The pressure to to conform to the perpetrator’s expectations was strong for many of the participants, with their partners punishing them for behaviour that did not align with their vision.
I think his focus on his kids was a bit like they were items on a stock exchange, and if they didn’t perform, love was conditional on performance and control. In a way, I mean if you think about it, it’s the same as my relationship with him. If I didn’t perform in the way that he deemed, then love wasn’t forthcoming so to speak. (Participant 22)
Another participant, whose first child was extremely clingy and unwilling to be held by anyone other than his mother, articulated how her partner accused her of deliberately manipulating their child. His abusive behaviour only ceased when she agreed to have a second child, which would be “his baby”:
He felt that I had somehow orchestrated this, that I had turned our baby into my baby and our baby's sort of unwillingness to be looked after by him or anyone else was somehow my doing; that was all in my control and that I had sort of messed up the first baby, so he was always applying pressure on me to have another one. The first one ended up being for me; the second one would be for him… [Second baby] was really fearless and social. So her dad got to interact with her a lot more and the extended family as well. So he was happy. He got - he finally got to have what he wanted out of a baby, a baby that met his needs and his expectations. (Participant 3)
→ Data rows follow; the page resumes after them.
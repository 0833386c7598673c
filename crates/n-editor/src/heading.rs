//! Markdown heading markers — detection and level cycling.
//!
//! A heading marker is a run of `#` characters at the very start of a line
//! followed by exactly one whitespace character: `"## "` is level 2. The
//! whitespace is consumed as part of the marker; anything after it (more
//! spaces included) is the heading text.
//!
//! [`cycle_heading`] bumps a line one level deeper:
//!
//! ```text
//! plain → # → ## → ### → #### → ##### → ###### → # → ...
//! ```
//!
//! Level 6 wraps straight back to level 1, never to plain text. Plain text is
//! only ever the starting state of a line that had no marker.

/// Deepest Markdown heading level.
pub const MAX_LEVEL: usize = 6;

/// Marker strings for levels 1 through 6, indexed by `level - 1`.
pub const HEADING_PREFIXES: [&str; MAX_LEVEL] =
    ["# ", "## ", "### ", "#### ", "##### ", "###### "];

// ---------------------------------------------------------------------------
// Marker detection
// ---------------------------------------------------------------------------

/// A heading marker found at the start of a line.
#[derive(Debug, Clone, Copy, PartialEq, Eq)]
pub struct HeadingMarker {
    /// Number of `#` characters in the run.
    pub level: usize,
    /// Byte length of the marker including its whitespace character. The
    /// heading text is `&line[len..]`.
    pub len: usize,
}

/// Scan `line` for a leading heading marker.
///
/// Counts the leading `#` run, then requires one whitespace character right
/// after it. `"#Title"` and `"#"` have no marker. Runs longer than
/// [`MAX_LEVEL`] are still reported; [`cycle_heading`] decides what to do
/// with them.
#[must_use]
pub fn parse_marker(line: &str) -> Option<HeadingMarker> {
    let level = line.bytes().take_while(|&b| b == b'#').count();
    if level == 0 {
        return None;
    }
    let sep = line[level..].chars().next().filter(|c| c.is_whitespace())?;
    Some(HeadingMarker {
        level,
        len: level + sep.len_utf8(),
    })
}

// ---------------------------------------------------------------------------
// Cycling
// ---------------------------------------------------------------------------

/// Move `line` to its next heading level.
///
/// - No marker: prepend `"# "` to the whole line.
/// - Marker of level `k < 6`: replace it with a level `k + 1` marker.
/// - Marker of level 6 or deeper: replace it with `"# "`.
///
/// Total: every input, including the empty string, produces output.
#[must_use]
pub fn cycle_heading(line: &str) -> String {
    let (level, rest) = match parse_marker(line) {
        None => (1, line),
        Some(m) if m.level >= MAX_LEVEL => (1, &line[m.len..]),
        Some(m) => (m.level + 1, &line[m.len..]),
    };

    let prefix = HEADING_PREFIXES[level - 1];
    let mut out = String::with_capacity(prefix.len() + rest.len());
    out.push_str(prefix);
    out.push_str(rest);
    out
}

// ---------------------------------------------------------------------------
// TextBlock
// ---------------------------------------------------------------------------

/// A run of text split into lines, each remembering its own terminator.
///
/// Splitting and rejoining with an identity map is lossless for any text,
/// whatever mix of `\n`, `\r\n`, and `\r` it contains. The last line
/// has an empty terminator. Text ending in a line break yields a trailing
/// empty line, the same way [`Buffer`](crate::buffer::Buffer) counts lines.
#[derive(Debug, Clone, PartialEq, Eq)]
pub struct TextBlock<'a> {
    lines: Vec<(&'a str, &'a str)>,
}

impl<'a> TextBlock<'a> {
    /// Split `text` on line-break boundaries.
    #[must_use]
    pub fn split(text: &'a str) -> Self {
        let bytes = text.as_bytes();
        let mut lines = Vec::new();
        let mut start = 0;
        let mut i = 0;

        while i < bytes.len() {
            let ending_len = match bytes[i] {
                b'\r' if bytes.get(i + 1) == Some(&b'\n') => 2,
                b'\r' | b'\n' => 1,
                _ => {
                    i += 1;
                    continue;
                }
            };
            lines.push((&text[start..i], &text[i..i + ending_len]));
            i += ending_len;
            start = i;
        }
        lines.push((&text[start..], ""));

        Self { lines }
    }

    /// Number of lines. Never zero: empty text is one empty line.
    #[inline]
    #[must_use]
    pub fn len(&self) -> usize {
        self.lines.len()
    }

    /// Always false: a block holds at least one (possibly empty) line.
    #[inline]
    #[must_use]
    pub fn is_empty(&self) -> bool {
        self.lines.is_empty()
    }

    /// Run `f` over every line's content and join the results back together
    /// with the original terminators. The line count never changes.
    #[must_use]
    pub fn map_join(&self, mut f: impl FnMut(&str) -> String) -> String {
        let mut out = String::new();
        for &(content, ending) in &self.lines {
            out.push_str(&f(content));
            out.push_str(ending);
        }
        out
    }
}

// ---------------------------------------------------------------------------
// Tests
// ---------------------------------------------------------------------------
Similar to the first theme, for some participants in this group the perpetrator’s behaviour was within the realm of entitlement and self-interest rather than coercive control. For example, when women took their children and left the abusive relationship, the perpetrator often quickly set himself up with a new partner with whom he sought to create another “perfect family”, rather than seeking to maintain control over the first one. On the other hand, for other participants, perpetrators enacted a pattern of controlling and dominating behaviour when seeking compliance with their vision of the perfect family – often with the use of tactics that elicited fear.

Creating a weapon of of control

The third theme from our analysis very clearly aligns with severe coercive control in relationships. Participants described how their ex-partners had deliberately sought to impregnate them, knowing that a child was the ultimate “tool” or “weapon” for maintaining control in the relationship. Many participants believed that the perpetrator saw their children not as human beings but as pawns to be used as a means to an end:
He saw that having a child gave him a massive amount of control. I don’t know if that's what it is, because it's not that he loves kids. (Participant 17)
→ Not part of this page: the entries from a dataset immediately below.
//! # Mock Sink
//!
//! Utilities for testing trace emission in isolation.
//!
//! Use [`MemorySink`] wherever a [`TraceSink`](crate::framework::TraceSink) is
//! expected, run the traced code, then assert on the recorded lines. No
//! subscriber setup needed, and the assertions see the exact rendered text,
//! not a formatted approximation of it.

use std::sync::{Arc, Mutex};

use crate::framework::TraceSink;

/// Severity of one recorded line.
#[derive(Debug, Clone, Copy, PartialEq, Eq)]
pub enum RecordLevel {
    Info,
    Error,
}

/// A sink that records every delivered line in memory.
///
/// Cloning is cheap and clones share the same buffer, so a test can keep one
/// handle for assertions while the trace manager owns another.
///
/// # Example
/// ```ignore
/// let sink = MemorySink::new();
/// let trace = ThreadLocalTrace::with_sink(sink.clone(), TraceConfig::default());
/// let status = trace.begin("checkout");
/// trace.end(status);
/// assert_eq!(sink.lines().len(), 4);
/// ```
#[derive(Debug, Clone, Default)]
pub struct MemorySink {
    records: Arc<Mutex<Vec<(RecordLevel, String)>>>,
}

impl MemorySink {
    /// Creates an empty recording sink.
    pub fn new() -> Self {
        Self::default()
    }

    /// Every recorded line with its level, in emission order.
    pub fn records(&self) -> Vec<(RecordLevel, String)> {
        self.records.lock().unwrap().clone()
    }

    /// Every recorded line in emission order, levels dropped.
    pub fn lines(&self) -> Vec<String> {
        self.records
            .lock()
            .unwrap()
            .iter()
            .map(|(_, line)| line.clone())
            .collect()
    }

    /// Only the error-level records, in emission order.
    pub fn errors(&self) -> Vec<String> {
        self.records
            .lock()
            .unwrap()
            .iter()
            .filter(|(level, _)| *level == RecordLevel::Error)
            .map(|(_, line)| line.clone())
            .collect()
    }

    /// Drops everything recorded so far.
    pub fn clear(&self) {
        self.records.lock().unwrap().clear();
    }
}

impl TraceSink for MemorySink {
    fn info(&self, line: &str) {
        self.records
            .lock()
            .unwrap()
            .push((RecordLevel::Info, line.to_string()));
    }

    fn error(&self, line: &str) {
        self.records
            .lock()
            .unwrap()
            .push((RecordLevel::Error, line.to_string()));
    }
}
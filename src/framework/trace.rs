//! # LogTrace Trait
//!
//! The capability contract between the interceptor and the trace manager:
//! three operations, nothing else.

use std::error::Error;

use crate::framework::TraceStatus;

/// The begin/end/exception contract every trace manager implements.
///
/// # Architecture Note
/// By defining a contract (`LogTrace`) that the interceptor consumes, the
/// interception side never learns where state lives or where lines go. The
/// shipped implementation is [`ThreadLocalTrace`](crate::framework::ThreadLocalTrace);
/// other implementations can deliver to a different sink as long as they keep
/// the same state rules.
///
/// # Pairing
/// Every `begin` must be matched by exactly one `end` or `exception` on the
/// same thread before that thread's depth can return to its prior value. The
/// trait does not police this at runtime; the interceptor guarantees it by
/// construction.
pub trait LogTrace {
    /// Logs the start of a traced call and returns the status the matching
    /// completion must redeem.
    fn begin(&self, label: &str) -> TraceStatus;

    /// Logs the successful completion of the call that produced `status`.
    fn end(&self, status: TraceStatus);

    /// Logs the failed completion of the call that produced `status`,
    /// including the captured call parameters.
    fn exception(&self, status: TraceStatus, error: &dyn Error, params: &[String]);
}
I'd say he never wanted the children. He didn't want the responsibility. The children were his pawns to control me. (Participant 18)
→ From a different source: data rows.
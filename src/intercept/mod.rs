//! # Call Interceptor
//!
//! Bridges an arbitrary invocation to the trace manager without altering the
//! invocation's observable outcome.
//!
//! # Architecture Note
//! There is no reflection or code weaving here: the host wraps a call site
//! explicitly, passing a display label, the pre-rendered argument values, and
//! a closure that does the work. The interceptor guarantees that every
//! `begin` is paired with exactly one completion, including on the error
//! path, which is what keeps the per-thread depth balanced when threads are
//! reused across requests.

use std::error::Error;
use std::sync::Arc;

use tracing::warn;

use crate::framework::{LogTrace, TraceId, TraceStatus};

/// Wraps invocations with begin/complete trace bookkeeping.
///
/// Holds a shared handle to any [`LogTrace`] implementation; clones share the
/// same manager, so one interceptor can be handed to every service that wants
/// its calls traced.
#[derive(Clone)]
pub struct CallInterceptor {
    trace: Arc<dyn LogTrace + Send + Sync>,
}

impl CallInterceptor {
    /// Interceptor delivering to `trace`.
    pub fn new(trace: Arc<dyn LogTrace + Send + Sync>) -> Self {
        Self { trace }
    }

    /// Runs `call` under the trace and returns its outcome unchanged.
    ///
    /// `params` are the call's argument values, in order, pre-rendered to
    /// strings; they are reported only if the call fails. On success the
    /// matching completion is logged and the value passed through; on failure
    /// the error record is logged and the original error returned, never
    /// swallowed or transformed.
    pub fn invoke<R, E, F>(&self, label: &str, params: &[String], call: F) -> Result<R, E>
    where
        E: Error,
        F: FnOnce() -> Result<R, E>,
    {
        let status = self.trace.begin(label);
        match call() {
            Ok(value) => {
                self.trace.end(status);
                Ok(value)
            }
            Err(error) => {
                self.trace.exception(status, &error, params);
                Err(error)
            }
        }
    }

    /// Failure report for hosts that stage begin and completion separately.
    ///
    /// Middleware-style integrations hold the status between hook points; if
    /// a failure must be reported and the status is unexpectedly absent, a
    /// warning is logged and a fresh root status is synthesized under
    /// `label`, so the error record is still complete and well-formed.
    pub fn report_failure(
        &self,
        status: Option<TraceStatus>,
        label: &str,
        error: &dyn Error,
        params: &[String],
    ) {
        let status = status.unwrap_or_else(|| {
            warn!(label, "trace status missing at failure report, synthesizing one");
            TraceStatus::new(TraceId::new(), label)
        });
        self.trace.exception(status, error, params);
    }
}

/// Shortens a type path to its last segment, for building `Type.method`
/// labels: `short_type_name::<OrderService>()` is `"OrderService"`.
pub fn short_type_name<T: ?Sized>() -> &'static str {
    std::any::type_name::<T>().split("::").last().unwrap_or("Unknown")
}
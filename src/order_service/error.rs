//! Error types for the order service.

use thiserror::Error;

/// Errors that can occur while placing an order.
#[derive(Debug, Clone, Error, PartialEq)]
pub enum OrderError {
    /// The order data provided is invalid.
    #[error("Order validation error: {0}")]
    Validation(String),

    /// There is insufficient stock to fulfill the order.
    #[error("Insufficient stock for {sku}: requested {requested}, available {available}")]
    InsufficientStock {
        sku: String,
        requested: u32,
        available: u32,
    },

    /// The order could not be written to the ledger.
    #[error("Order storage error")]
    Storage(#[source] LedgerError),
}

/// Failure raised by the order ledger.
#[derive(Debug, Clone, Error, PartialEq)]
#[error("ledger write failed: {0}")]
pub struct LedgerError(pub String);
This control often started before a child was even born – with perpetrators exploiting the vulnerability that came with pregnancy – and continued as the baby grew older.
The manipulation, the coercive control was already there…and once I was pregnant and vomiting, I was so vulnerable. So vulnerable. (Participant 9)
You can control your spouse if you know that she’s stuck at home with a baby. If you know that she’s got a baby, or she’s got a big, fat pregnant belly… If she’s stuck at home with a baby she can’t go anywhere, she can’t do anything, she can’t work, she can’t achieve things for herself, because babies are hard work and require an awful lot of time and dedication. (Participant 11)
Some participants described how their ex-partners would repeatedly use their child as a way to coerce them into doing things against their will:
He'd [the baby] be sleeping in the port-a-cot in the room…in the bassinet or whatever. We'd have an argument and then if the baby would wake up from the noise - I'd obviously go to the baby to pick him up and my ex would block me from going to him. So it was like the baby just became the ultimate tool to coerce me into doing things I didn't want to do or get back at me when he was angry at me. (Participant 5)
He used her – if he really wanted me to do something I didn’t want to do, it was ‘oh, [daughter] will be hurt’. (Participant 26)
Children were often used as a mechanism to trap women in the abusive relationship, but even once the relationship had ended, perpetrators still used children as a way to insert themselves back into participants’ lives. One participant described how her ex-partner would insist on lengthy FaceTime conversations with their two-year-old child, even though the child was too young to meaningfully participate:
He wanted the calls to go for 20, 30 minutes. He just would not hang up the phone. My son wasn't even really talking at that stage…and it felt like having him [the perpetrator] in my house. He knew the calls were making me uncomfortable because I started saying, ‘Hey, do you think we could drop the time back or do you think we could drop the frequency back or whatever?’ He was like, ‘No, I'll be calling every day. He'll get used to it’…[I felt like he was] forcing his way into my home. (Participant 5)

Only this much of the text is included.